(This essay was published in Hong Kong Economic Journal on 16 January 2013)


In the US, 8.8 million workers are receiving disability payments from Social Security, according to Professor Edward Glaeser of Harvard University. The number has jumped by 1.7 million from 7.1 million in December 2007. Thirty years ago, there was a 40-to-1 ratio between the total labor force and those workers receiving Social Security disability payments. Today that ratio is less than 18-to-1; it has more than doubled.


The large increase in disability payments masks the true employment situation in the US. In 1982, US unemployment hit its postwar high of 10.8%, but disability payments were only 2.5%. But the employment situation is actually worse today even though the unemployment rate is lower. Workers on disability payments currently make up 5.9% of the US labor force, while the unemployment rate is 7.7% – meaning the total share of workers who are either unemployed or receiving disability payments from the government totals 13.6%.  The disabled are among the large number of Americans who have left the labor force altogether since the recession, and who are unlikely to be returning back. All of this does not bode well for US long-term growth.

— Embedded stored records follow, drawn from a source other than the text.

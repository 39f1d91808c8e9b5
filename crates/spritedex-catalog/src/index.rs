//! Attribute lookup structures over a catalog.
//!
//! The index is built once from a [`Catalog`] and never changes afterwards.
//! Every list it holds is in ascending tile-id order, which is what makes the
//! under-specified lookups deterministic: when a query leaves out the
//! subclass, the lowest-id tile matching the rest of the query wins.

use std::collections::{BTreeMap, HashMap};

use tracing::debug;

use crate::catalog::Catalog;
use crate::tile::{Direction, EntityKind, Subclass, TileId};

#[derive(Debug, Clone, Copy, PartialEq, Eq)]
struct Candidate {
    subclass: Subclass,
    tile: TileId,
}

/// Tiles sharing one imageset, split by facing direction.
#[derive(Debug, Clone, Default)]
struct ImagesetEntry {
    tiles: Vec<TileId>,
    by_direction: [Vec<Candidate>; 4],
}

fn slot(direction: Direction) -> usize {
    match direction {
        Direction::Down => 0,
        Direction::Left => 1,
        Direction::Right => 2,
        Direction::Up => 3,
    }
}

/// Lookup tables for appearance, subclass, name, and imageset queries.
#[derive(Debug, Clone, Default)]
pub struct AttributeIndex {
    appearances: HashMap<EntityKind, HashMap<String, ImagesetEntry>>,
    by_subclass: HashMap<Subclass, Vec<TileId>>,
    by_name: HashMap<String, Vec<TileId>>,
}

/// Builds the attribute index for a catalog.
pub fn build_index(catalog: &Catalog) -> AttributeIndex {
    AttributeIndex::build(catalog)
}

impl AttributeIndex {
    /// Builds the index from a catalog.
    pub fn build(catalog: &Catalog) -> Self {
        let mut index = Self::default();

        // Catalog tiles are in id order, so pushing keeps every list sorted.
        for tile in catalog.tiles() {
            let Some(kind) = tile.attributes.entity_kind() else {
                continue;
            };
            let Some(creature) = tile.creature() else {
                continue;
            };

            let entry = index
                .appearances
                .entry(kind)
                .or_default()
                .entry(creature.imageset.clone())
                .or_default();
            entry.tiles.push(tile.id);
            entry.by_direction[slot(creature.direction)].push(Candidate {
                subclass: creature.subclass,
                tile: tile.id,
            });

            index
                .by_subclass
                .entry(creature.subclass)
                .or_default()
                .push(tile.id);

            if let Some(name) = &creature.name {
                index.by_name.entry(name.clone()).or_default().push(tile.id);
            }
        }

        debug!(
            sheet = %catalog.name(),
            imagesets = index.appearances.values().map(HashMap::len).sum::<usize>(),
            names = index.by_name.len(),
            "attribute index built"
        );

        index
    }

    fn candidates(&self, kind: EntityKind, imageset: &str, direction: Direction) -> &[Candidate] {
        self.appearances
            .get(&kind)
            .and_then(|sets| sets.get(imageset))
            .map(|entry| entry.by_direction[slot(direction)].as_slice())
            .unwrap_or(&[])
    }

    /// Resolves an appearance to a tile id.
    ///
    /// With a subclass this is an exact lookup on the full
    /// `(kind, imageset, direction, subclass)` tuple. Without one, the
    /// lowest-id tile matching `(kind, imageset, direction)` is returned.
    /// Returns `None` when nothing matches.
    pub fn resolve(
        &self,
        kind: EntityKind,
        imageset: &str,
        direction: Direction,
        subclass: Option<Subclass>,
    ) -> Option<TileId> {
        match subclass {
            Some(subclass) => self.resolve_exact(kind, imageset, direction, subclass),
            None => self.resolve_first(kind, imageset, direction),
        }
    }

    /// Exact lookup on the full appearance tuple.
    pub fn resolve_exact(
        &self,
        kind: EntityKind,
        imageset: &str,
        direction: Direction,
        subclass: Subclass,
    ) -> Option<TileId> {
        self.candidates(kind, imageset, direction)
            .iter()
            .find(|c| c.subclass == subclass)
            .map(|c| c.tile)
    }

    /// Loose lookup ignoring subclass; first match in tile-id order.
    pub fn resolve_first(
        &self,
        kind: EntityKind,
        imageset: &str,
        direction: Direction,
    ) -> Option<TileId> {
        self.candidates(kind, imageset, direction)
            .first()
            .map(|c| c.tile)
    }

    /// All tiles of a subclass, ascending.
    pub fn with_subclass(&self, subclass: Subclass) -> &[TileId] {
        self.by_subclass
            .get(&subclass)
            .map(Vec::as_slice)
            .unwrap_or(&[])
    }

    /// The lowest-id tile carrying `name`.
    pub fn by_name(&self, name: &str) -> Option<TileId> {
        self.named(name).first().copied()
    }

    /// Every tile carrying `name`, ascending.
    pub fn named(&self, name: &str) -> &[TileId] {
        self.by_name.get(name).map(Vec::as_slice).unwrap_or(&[])
    }

    /// Every tile of an imageset across all directions, ascending.
    pub fn imageset_tiles(&self, kind: EntityKind, imageset: &str) -> &[TileId] {
        self.appearances
            .get(&kind)
            .and_then(|sets| sets.get(imageset))
            .map(|entry| entry.tiles.as_slice())
            .unwrap_or(&[])
    }

    /// The first tile for each direction an imageset faces.
    ///
    /// Directions the imageset has no tile for are absent from the map.
    pub fn directions(&self, kind: EntityKind, imageset: &str) -> BTreeMap<Direction, TileId> {
        Direction::ALL
            .into_iter()
            .filter_map(|direction| {
                self.resolve_first(kind, imageset, direction)
                    .map(|tile| (direction, tile))
            })
            .collect()
    }

    /// Imagesets known for a kind, sorted.
    pub fn imagesets(&self, kind: EntityKind) -> Vec<&str> {
        let mut names: Vec<&str> = self
            .appearances
            .get(&kind)
            .map(|sets| sets.keys().map(String::as_str).collect())
            .unwrap_or_default();
        names.sort_unstable();
        names
    }

    /// Entity names, sorted.
    pub fn names(&self) -> Vec<&str> {
        let mut names: Vec<&str> = self.by_name.keys().map(String::as_str).collect();
        names.sort_unstable();
        names
    }
}
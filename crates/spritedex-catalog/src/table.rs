//! Raw tile table types.
//!
//! A [`TileTable`] is the parsed-but-unvalidated shape of a sprite sheet
//! description: grid dimensions plus one record per tile. Values are kept as
//! loosely typed as the source formats allow (signed ids, string attribute
//! bags) so that the loader can report every problem instead of failing on
//! the first one during deserialization.

use std::collections::BTreeMap;

use serde::{Deserialize, Serialize};

use crate::error::CatalogError;

/// A complete raw tile table for one sprite sheet.
#[derive(Debug, Clone, PartialEq, Eq, Serialize, Deserialize)]
#[serde(deny_unknown_fields)]
pub struct TileTable {
    /// Sheet name.
    #[serde(default = "default_name")]
    pub name: String,

    /// Tile width in pixels.
    #[serde(default = "default_tile_size")]
    pub tile_width: u32,

    /// Tile height in pixels.
    #[serde(default = "default_tile_size")]
    pub tile_height: u32,

    /// Number of tile columns in the sheet.
    pub columns: u32,

    /// Number of tile rows in the sheet.
    pub rows: u32,

    /// Source image the tiles are cut from.
    #[serde(default, skip_serializing_if = "Option::is_none")]
    pub image: Option<ImageRef>,

    /// One record per tile, in any order.
    pub tiles: Vec<TileRecord>,
}

fn default_name() -> String {
    "untitled".to_string()
}

fn default_tile_size() -> u32 {
    16
}

/// Reference to the sheet image. The catalog never opens it.
#[derive(Debug, Clone, PartialEq, Eq, Serialize, Deserialize)]
pub struct ImageRef {
    /// Image path as written by the authoring tool.
    pub source: String,
    /// Image width in pixels.
    #[serde(default)]
    pub width: u32,
    /// Image height in pixels.
    #[serde(default)]
    pub height: u32,
}

/// One raw tile record.
#[derive(Debug, Clone, PartialEq, Eq, Serialize, Deserialize)]
#[serde(deny_unknown_fields)]
pub struct TileRecord {
    /// Tile id. Signed so that negative ids can be reported rather than
    /// rejected by the parser.
    pub id: i64,

    /// Optional kind tag (e.g., "creature").
    #[serde(
        default,
        alias = "type",
        alias = "class",
        skip_serializing_if = "Option::is_none"
    )]
    pub kind: Option<String>,

    /// Attribute bag.
    #[serde(default, skip_serializing_if = "BTreeMap::is_empty")]
    pub properties: BTreeMap<String, String>,

    /// Ordered animation frames; absent for a static tile.
    #[serde(default, skip_serializing_if = "Option::is_none")]
    pub animation: Option<Vec<FrameRecord>>,
}

/// One raw animation frame.
#[derive(Debug, Clone, Copy, PartialEq, Eq, Serialize, Deserialize)]
#[serde(deny_unknown_fields)]
pub struct FrameRecord {
    /// Tile shown during this frame.
    pub tile_id: i64,
    /// Display duration in milliseconds.
    pub duration_ms: i64,
}

impl TileTable {
    /// Creates a new table builder for a grid of the given size.
    pub fn builder(columns: u32, rows: u32) -> TileTableBuilder {
        TileTableBuilder::new(columns, rows)
    }

    /// Parses a table from a JSON string.
    pub fn from_json(json: &str) -> Result<Self, CatalogError> {
        Ok(serde_json::from_str(json)?)
    }

    /// Serializes the table to a pretty-printed JSON string.
    pub fn to_json_pretty(&self) -> Result<String, CatalogError> {
        Ok(serde_json::to_string_pretty(self)?)
    }

    /// Number of cells declared by the grid.
    pub fn declared_tile_count(&self) -> u64 {
        u64::from(self.columns) * u64::from(self.rows)
    }
}

impl TileRecord {
    /// A record with no kind, attributes, or animation.
    pub fn plain(id: i64) -> Self {
        Self {
            id,
            kind: None,
            properties: BTreeMap::new(),
            animation: None,
        }
    }

    /// A creature record carrying the three required attributes.
    pub fn creature(
        id: i64,
        imageset: impl Into<String>,
        direction: impl Into<String>,
        subclass: impl Into<String>,
    ) -> Self {
        Self::plain(id)
            .with_kind("creature")
            .with_property("imageset", imageset)
            .with_property("direction", direction)
            .with_property("subclass", subclass)
    }

    /// Sets the kind tag.
    pub fn with_kind(mut self, kind: impl Into<String>) -> Self {
        self.kind = Some(kind.into());
        self
    }

    /// Sets one attribute.
    pub fn with_property(mut self, key: impl Into<String>, value: impl Into<String>) -> Self {
        self.properties.insert(key.into(), value.into());
        self
    }

    /// Sets the `name` attribute.
    pub fn named(self, name: impl Into<String>) -> Self {
        self.with_property("name", name)
    }

    /// Sets the animation frames from `(tile_id, duration_ms)` pairs.
    pub fn with_animation(mut self, frames: &[(i64, i64)]) -> Self {
        self.animation = Some(
            frames
                .iter()
                .map(|&(tile_id, duration_ms)| FrameRecord {
                    tile_id,
                    duration_ms,
                })
                .collect(),
        );
        self
    }

    /// Sets an animation over `count` consecutive tiles starting at this
    /// record's id, each shown for `duration_ms`.
    pub fn with_strip(self, count: i64, duration_ms: i64) -> Self {
        let frames: Vec<(i64, i64)> = (0..count).map(|i| (self.id + i, duration_ms)).collect();
        self.with_animation(&frames)
    }
}

/// Builder for constructing tile tables programmatically.
#[derive(Debug)]
pub struct TileTableBuilder {
    table: TileTable,
}

impl TileTableBuilder {
    /// Creates a new builder for a grid of the given size.
    pub fn new(columns: u32, rows: u32) -> Self {
        Self {
            table: TileTable {
                name: default_name(),
                tile_width: default_tile_size(),
                tile_height: default_tile_size(),
                columns,
                rows,
                image: None,
                tiles: Vec::new(),
            },
        }
    }

    /// Sets the sheet name.
    pub fn name(mut self, name: impl Into<String>) -> Self {
        self.table.name = name.into();
        self
    }

    /// Sets the tile size in pixels.
    pub fn tile_size(mut self, width: u32, height: u32) -> Self {
        self.table.tile_width = width;
        self.table.tile_height = height;
        self
    }

    /// Sets the sheet image reference.
    pub fn image(mut self, source: impl Into<String>, width: u32, height: u32) -> Self {
        self.table.image = Some(ImageRef {
            source: source.into(),
            width,
            height,
        });
        self
    }

    /// Adds a tile record.
    pub fn tile(mut self, record: TileRecord) -> Self {
        self.table.tiles.push(record);
        self
    }

    /// Adds plain records for every grid id that has no record yet.
    pub fn fill_plain(mut self) -> Self {
        let present: std::collections::HashSet<i64> =
            self.table.tiles.iter().map(|t| t.id).collect();
        let count = self.table.declared_tile_count() as i64;
        for id in 0..count {
            if !present.contains(&id) {
                self.table.tiles.push(TileRecord::plain(id));
            }
        }
        self
    }

    /// Builds the table, ordering records by id.
    pub fn build(mut self) -> TileTable {
        self.table.tiles.sort_by_key(|t| t.id);
        self.table
    }
}

#[cfg(test)]
mod tests {
    use super::*;
    use pretty_assertions::assert_eq;

    #[test]
    fn table_from_json_applies_defaults() {
        let json = r#"{
            "columns": 2,
            "rows": 1,
            "tiles": [
                { "id": 0, "type": "creature",
                  "properties": { "imageset": "boy", "direction": "down", "subclass": "player" },
                  "animation": [ { "tile_id": 0, "duration_ms": 160 }, { "tile_id": 1, "duration_ms": 160 } ] },
                { "id": 1 }
            ]
        }"#;

        let table = TileTable::from_json(json).unwrap();
        assert_eq!(table.name, "untitled");
        assert_eq!(table.tile_width, 16);
        assert_eq!(table.tile_height, 16);
        assert_eq!(table.tiles.len(), 2);
        assert_eq!(table.tiles[0].kind.as_deref(), Some("creature"));
        assert_eq!(table.tiles[0].properties["imageset"], "boy");
        assert_eq!(table.tiles[0].animation.as_ref().unwrap().len(), 2);
        assert!(table.tiles[1].animation.is_none());
    }

    #[test]
    fn table_rejects_unknown_fields() {
        let json = r#"{ "columns": 1, "rows": 1, "tiles": [], "layers": [] }"#;
        assert!(TileTable::from_json(json).is_err());
    }

    #[test]
    fn builder_fills_and_sorts() {
        let table = TileTable::builder(3, 2)
            .name("characters")
            .tile(TileRecord::creature(3, "boy", "down", "player").with_strip(3, 160))
            .fill_plain()
            .build();

        assert_eq!(table.name, "characters");
        assert_eq!(table.tiles.len(), 6);
        let ids: Vec<i64> = table.tiles.iter().map(|t| t.id).collect();
        assert_eq!(ids, vec![0, 1, 2, 3, 4, 5]);

        let strip = table.tiles[3].animation.as_ref().unwrap();
        assert_eq!(
            strip,
            &vec![
                FrameRecord { tile_id: 3, duration_ms: 160 },
                FrameRecord { tile_id: 4, duration_ms: 160 },
                FrameRecord { tile_id: 5, duration_ms: 160 },
            ]
        );
    }

    #[test]
    fn table_json_round_trip_preserves_records() {
        let table = TileTable::builder(1, 1)
            .image("characters.png", 16, 16)
            .tile(TileRecord::creature(0, "doll", "down", "human").named("Dolly"))
            .build();

        let json = table.to_json_pretty().unwrap();
        let parsed = TileTable::from_json(&json).unwrap();
        assert_eq!(parsed, table);
    }
}
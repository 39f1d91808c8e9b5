//! Spritedex CLI library.
//!
//! This crate provides the command implementations behind the `spritedex`
//! binary and the file input layer that reads native and Tiled tables.

pub mod commands;
pub mod input;
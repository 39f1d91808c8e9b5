//! Error types for tile table validation and catalog queries.

use thiserror::Error;

/// Error codes reported while loading a tile table.
#[derive(Debug, Clone, Copy, PartialEq, Eq, Hash)]
pub enum ErrorCode {
    // Grid errors (E001-E002)
    /// E001: Grid has zero columns or rows
    InvalidGrid,
    /// E002: Record count does not match rows x columns
    TileCountMismatch,

    // Identity errors (E003-E005)
    /// E003: Tile id appears more than once
    DuplicateTileId,
    /// E004: Tile id outside [0, tile count)
    TileIdOutOfRange,
    /// E005: Tile id in range has no record
    MissingTileId,

    // Attribute errors (E006-E007)
    /// E006: Creature tile lacks a required attribute
    MissingAttribute,
    /// E007: Attribute value cannot be parsed
    InvalidAttributeValue,

    // Animation errors (E008-E010)
    /// E008: Animation declared with no frames
    EmptyAnimation,
    /// E009: Animation frame references a nonexistent tile
    DanglingFrameReference,
    /// E010: Animation frame duration is zero or negative
    NonPositiveDuration,

    // Findings escalated by a strict load profile (E011-E014)
    /// E011: Creature tile carries an attribute that is not recognized
    UnknownAttribute,
    /// E012: Tile kind is not recognized
    UnrecognizedKind,
    /// E013: Two tiles share kind, imageset, direction and subclass
    DuplicateAppearance,
    /// E014: Tile has attributes but no kind
    AttributesWithoutKind,
}

impl ErrorCode {
    /// Returns the error code string (e.g., "E001").
    pub fn code(&self) -> &'static str {
        match self {
            ErrorCode::InvalidGrid => "E001",
            ErrorCode::TileCountMismatch => "E002",
            ErrorCode::DuplicateTileId => "E003",
            ErrorCode::TileIdOutOfRange => "E004",
            ErrorCode::MissingTileId => "E005",
            ErrorCode::MissingAttribute => "E006",
            ErrorCode::InvalidAttributeValue => "E007",
            ErrorCode::EmptyAnimation => "E008",
            ErrorCode::DanglingFrameReference => "E009",
            ErrorCode::NonPositiveDuration => "E010",
            ErrorCode::UnknownAttribute => "E011",
            ErrorCode::UnrecognizedKind => "E012",
            ErrorCode::DuplicateAppearance => "E013",
            ErrorCode::AttributesWithoutKind => "E014",
        }
    }

    /// Returns the coarse category this code belongs to.
    pub fn category(&self) -> ErrorCategory {
        match self {
            ErrorCode::DanglingFrameReference => ErrorCategory::DanglingFrameReference,
            ErrorCode::NonPositiveDuration => ErrorCategory::ZeroOrNegativeDuration,
            _ => ErrorCategory::MalformedRecord,
        }
    }
}

impl std::fmt::Display for ErrorCode {
    fn fmt(&self, f: &mut std::fmt::Formatter<'_>) -> std::fmt::Result {
        write!(f, "{}", self.code())
    }
}

/// Coarse grouping of load errors.
///
/// Every category is fatal to catalog construction.
#[derive(Debug, Clone, Copy, PartialEq, Eq, Hash)]
pub enum ErrorCategory {
    /// Duplicate or out-of-range ids, grid mismatches, missing or bad attributes.
    MalformedRecord,
    /// An animation frame points at a tile that does not exist.
    DanglingFrameReference,
    /// An animation frame has a duration of zero or less.
    ZeroOrNegativeDuration,
}

/// Warning codes reported while loading a tile table.
#[derive(Debug, Clone, Copy, PartialEq, Eq, Hash)]
pub enum WarningCode {
    /// W001: Creature tile carries an attribute that is not recognized
    UnknownAttribute,
    /// W002: Tile kind is not recognized; tile is treated as plain
    UnrecognizedKind,
    /// W003: Two tiles share kind, imageset, direction and subclass
    DuplicateAppearance,
    /// W004: Tile has attributes but no kind; attributes carry no semantics
    AttributesWithoutKind,
}

impl WarningCode {
    /// Returns the warning code string (e.g., "W001").
    pub fn code(&self) -> &'static str {
        match self {
            WarningCode::UnknownAttribute => "W001",
            WarningCode::UnrecognizedKind => "W002",
            WarningCode::DuplicateAppearance => "W003",
            WarningCode::AttributesWithoutKind => "W004",
        }
    }
}

impl std::fmt::Display for WarningCode {
    fn fmt(&self, f: &mut std::fmt::Formatter<'_>) -> std::fmt::Result {
        write!(f, "{}", self.code())
    }
}

/// Where in the table a diagnostic points.
#[derive(Debug, Clone, Default, PartialEq, Eq)]
pub struct Location {
    /// Raw id of the offending tile record, if the diagnostic is about one.
    pub tile: Option<i64>,
    /// Field within the record or table (e.g., "animation\[1\].duration_ms").
    pub field: Option<String>,
}

impl Location {
    /// A location naming only a table-level field.
    pub fn table(field: impl Into<String>) -> Self {
        Self {
            tile: None,
            field: Some(field.into()),
        }
    }

    /// A location naming a field of one tile record.
    pub fn tile(tile: i64, field: impl Into<String>) -> Self {
        Self {
            tile: Some(tile),
            field: Some(field.into()),
        }
    }

    fn is_empty(&self) -> bool {
        self.tile.is_none() && self.field.is_none()
    }
}

impl std::fmt::Display for Location {
    fn fmt(&self, f: &mut std::fmt::Formatter<'_>) -> std::fmt::Result {
        match (self.tile, &self.field) {
            (Some(tile), Some(field)) => write!(f, "tile {}, field {}", tile, field),
            (Some(tile), None) => write!(f, "tile {}", tile),
            (None, Some(field)) => write!(f, "field {}", field),
            (None, None) => Ok(()),
        }
    }
}

/// A load error with code, message, and the tile/field it concerns.
#[derive(Debug, Clone, PartialEq, Eq)]
pub struct LoadError {
    /// The error code.
    pub code: ErrorCode,
    /// Human-readable error message.
    pub message: String,
    /// Offending tile and field.
    pub location: Location,
}

impl LoadError {
    /// Creates a new load error without a location.
    pub fn new(code: ErrorCode, message: impl Into<String>) -> Self {
        Self {
            code,
            message: message.into(),
            location: Location::default(),
        }
    }

    /// Creates a new load error pointing at a location.
    pub fn at(code: ErrorCode, message: impl Into<String>, location: Location) -> Self {
        Self {
            code,
            message: message.into(),
            location,
        }
    }

    /// Returns the taxonomy category of this error.
    pub fn category(&self) -> ErrorCategory {
        self.code.category()
    }
}

impl std::fmt::Display for LoadError {
    fn fmt(&self, f: &mut std::fmt::Formatter<'_>) -> std::fmt::Result {
        if self.location.is_empty() {
            write!(f, "{}: {}", self.code, self.message)
        } else {
            write!(f, "{}: {} (at {})", self.code, self.message, self.location)
        }
    }
}

impl std::error::Error for LoadError {}

/// A load warning with code, message, and the tile/field it concerns.
#[derive(Debug, Clone, PartialEq, Eq)]
pub struct LoadWarning {
    /// The warning code.
    pub code: WarningCode,
    /// Human-readable warning message.
    pub message: String,
    /// Offending tile and field.
    pub location: Location,
}

impl LoadWarning {
    /// Creates a new load warning pointing at a location.
    pub fn at(code: WarningCode, message: impl Into<String>, location: Location) -> Self {
        Self {
            code,
            message: message.into(),
            location,
        }
    }
}

impl std::fmt::Display for LoadWarning {
    fn fmt(&self, f: &mut std::fmt::Formatter<'_>) -> std::fmt::Result {
        if self.location.is_empty() {
            write!(f, "{}: {}", self.code, self.message)
        } else {
            write!(f, "{}: {} (at {})", self.code, self.message, self.location)
        }
    }
}

/// Every finding produced by one validation pass over a tile table.
#[derive(Debug, Clone, Default)]
pub struct LoadReport {
    /// List of load errors.
    pub errors: Vec<LoadError>,
    /// List of load warnings.
    pub warnings: Vec<LoadWarning>,
}

impl LoadReport {
    /// Adds an error to the report.
    pub fn add_error(&mut self, error: LoadError) {
        self.errors.push(error);
    }

    /// Adds a warning to the report.
    pub fn add_warning(&mut self, warning: LoadWarning) {
        self.warnings.push(warning);
    }

    /// Returns true if there are no errors.
    pub fn is_ok(&self) -> bool {
        self.errors.is_empty()
    }

    /// Returns true if any error has the given code.
    pub fn has_error(&self, code: ErrorCode) -> bool {
        self.errors.iter().any(|e| e.code == code)
    }

    /// Converts to a Result, returning the failure if there are errors.
    pub fn into_result(self) -> Result<Vec<LoadWarning>, LoadFailure> {
        if self.is_ok() {
            Ok(self.warnings)
        } else {
            Err(LoadFailure {
                errors: self.errors,
                warnings: self.warnings,
            })
        }
    }
}

/// A tile table that failed to load.
///
/// Carries every error found in the pass, not just the first.
#[derive(Debug, Clone, Error)]
#[error("tile table failed to load with {} error(s)", errors.len())]
pub struct LoadFailure {
    /// All errors found.
    pub errors: Vec<LoadError>,
    /// Warnings found alongside the errors.
    pub warnings: Vec<LoadWarning>,
}

impl LoadFailure {
    /// Returns true if any error has the given code.
    pub fn has_error(&self, code: ErrorCode) -> bool {
        self.errors.iter().any(|e| e.code == code)
    }

    /// Returns true if any error falls in the given category.
    pub fn has_category(&self, category: ErrorCategory) -> bool {
        self.errors.iter().any(|e| e.category() == category)
    }
}

/// Top-level error type for reading tables from serialized sources.
#[derive(Debug, Error)]
pub enum CatalogError {
    /// JSON parsing error.
    #[error("JSON parse error: {0}")]
    Json(#[from] serde_json::Error),

    /// XML parsing error.
    #[error("XML parse error: {0}")]
    Xml(#[from] roxmltree::Error),

    /// The XML is well formed but is not a Tiled tileset.
    #[error("invalid Tiled tileset: {0}")]
    TiledXml(String),

    /// I/O error.
    #[error("I/O error: {0}")]
    Io(#[from] std::io::Error),

    /// The table parsed but did not validate.
    #[error(transparent)]
    Invalid(#[from] LoadFailure),
}

/// A string-typed appearance query that could not be interpreted.
///
/// Distinct from a query that is well formed but matches nothing, which is
/// reported as `None` by the lookup functions.
#[derive(Debug, Clone, PartialEq, Eq, Error)]
pub enum QueryError {
    /// The kind is not one the catalog understands.
    #[error("unknown entity kind '{0}' (expected creature)")]
    UnknownKind(String),

    /// The direction is not down/left/right/up.
    #[error("unknown direction '{0}' (expected down, left, right, or up)")]
    UnknownDirection(String),

    /// The subclass is not npc/human/player/mob.
    #[error("unknown subclass '{0}' (expected npc, human, player, or mob)")]
    UnknownSubclass(String),

    /// The imageset is empty.
    #[error("imageset must not be empty")]
    EmptyImageset,
}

Why have claims for disability risen in the US? Medicine has improved substantially. Fewer workers labor in dangerous industrial jobs. The rate of deaths due to injuries has plummeted. Behavior that can cause disability, such as alcohol use and smoking, has declined substantially. American age-adjusted mortality rates are far lower than in the past. The aging of the baby-boom generation can explain just 15.5% of the growth in disability claims.


Two primary alternative hypotheses for the rise in disability claims in the US are that either work has become less attractive or that disability insurance has become more attractive and available. The disability-claims approval process and wider society itself have become more receptive to people claiming disability insurance benefits even if they have no visible ailment.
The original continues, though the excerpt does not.